## REQUIRED ACTION
Scan the records for lines with the word "Serialize", and copy every such line.

++++ DATA SHOWN ++++

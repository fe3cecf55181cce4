use std::collections::BTreeMap;

use chrono::{DateTime, Duration, Utc};
use serde::{Deserialize, Serialize};

use crate::model::{format_timestamp, MonitoredSite, TestResult, TestStatus};

/// Dashboard figures over a trailing window.
#[derive(Debug, Clone, Default, PartialEq, Eq, Serialize, Deserialize)]
#[serde(rename_all = "camelCase")]
pub struct DashboardStats {
    pub period_days: u32,
    pub total_tests: usize,
    pub successful_tests: usize,
    pub failed_tests: usize,
    pub critical_issues: usize,
    pub average_performance: u32,
    pub average_load_time: u64,
    pub tests_by_day: BTreeMap<String, usize>,
    pub error_types: BTreeMap<String, usize>,
}

/// Latest known state of one site.
#[derive(Debug, Clone, PartialEq, Eq, Serialize, Deserialize)]
#[serde(rename_all = "camelCase")]
pub struct SiteStatus {
    pub id: String,
    pub name: String,
    pub url: String,
    /// A [`TestStatus`] value, or `unknown` before the first run.
    pub status: String,
    pub last_test: Option<String>,
    pub performance_score: Option<u8>,
    pub load_time_ms: Option<u64>,
    pub error_count: usize,
    pub warning_count: usize,
}

/// Start of a trailing window; windows reaching before the representable range start at its minimum.
pub fn window_start(period_days: u32, now: DateTime<Utc>) -> DateTime<Utc> {
    Duration::try_days(i64::from(period_days))
        .and_then(|span| now.checked_sub_signed(span))
        .unwrap_or(DateTime::<Utc>::MIN_UTC)
}

fn rounded_mean(values: impl Iterator<Item = u64>) -> u64 {
    let (sum, count) = values.fold((0u64, 0u64), |(s, c), v| (s + v, c + 1));
    if count == 0 {
        0
    } else {
        (sum as f64 / count as f64).round() as u64
    }
}

pub fn compute_stats(results: &[TestResult], period_days: u32, now: DateTime<Utc>) -> DashboardStats {
    let since = window_start(period_days, now);
    let window: Vec<&TestResult> = results.iter().filter(|r| r.timestamp >= since).collect();

    let mut stats = DashboardStats {
        period_days,
        total_tests: window.len(),
        ..Default::default()
    };

    for r in &window {
        if r.status.is_success() {
            stats.successful_tests += 1;
        } else {
            stats.failed_tests += 1;
        }
        if r.status == TestStatus::Critical {
            stats.critical_issues += 1;
        }

        let day = r.timestamp.format("%Y-%m-%d").to_string();
        *stats.tests_by_day.entry(day).or_default() += 1;

        for issue in &r.errors {
            *stats.error_types.entry(issue.kind.to_string()).or_default() += 1;
        }
    }

    stats.average_performance =
        rounded_mean(window.iter().map(|r| u64::from(r.performance_score))) as u32;
    stats.average_load_time =
        rounded_mean(window.iter().map(|r| r.load_time_ms).filter(|&ms| ms > 0));

    stats
}

pub fn current_status(site: &MonitoredSite, latest: Option<&TestResult>) -> SiteStatus {
    SiteStatus {
        id: site.id.clone(),
        name: site.display_name.clone(),
        url: site.url.clone(),
        status: latest.map_or_else(|| "unknown".to_string(), |r| r.status.to_string()),
        last_test: latest.map(|r| format_timestamp(&r.timestamp)),
        performance_score: latest.map(|r| r.performance_score),
        load_time_ms: latest.map(|r| r.load_time_ms),
        error_count: latest.map_or(0, |r| r.errors.len()),
        warning_count: latest.map_or(0, |r| r.warnings.len()),
    }
}

/// Non-success results in the window for which an alert went out.
pub fn alerts(results: &[TestResult], days: u32, now: DateTime<Utc>) -> Vec<TestResult> {
    let since = window_start(days, now);
    results
        .iter()
        .filter(|r| r.timestamp >= since && !r.status.is_success() && r.alert_sent)
        .cloned()
        .collect()
}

++++

## SOLUTION FOR THIS TASK
use serde::{Deserialize, Serialize};
#[derive(Debug, Clone, Default, PartialEq, Eq, Serialize, Deserialize)]
#[derive(Debug, Clone, PartialEq, Eq, Serialize, Deserialize)]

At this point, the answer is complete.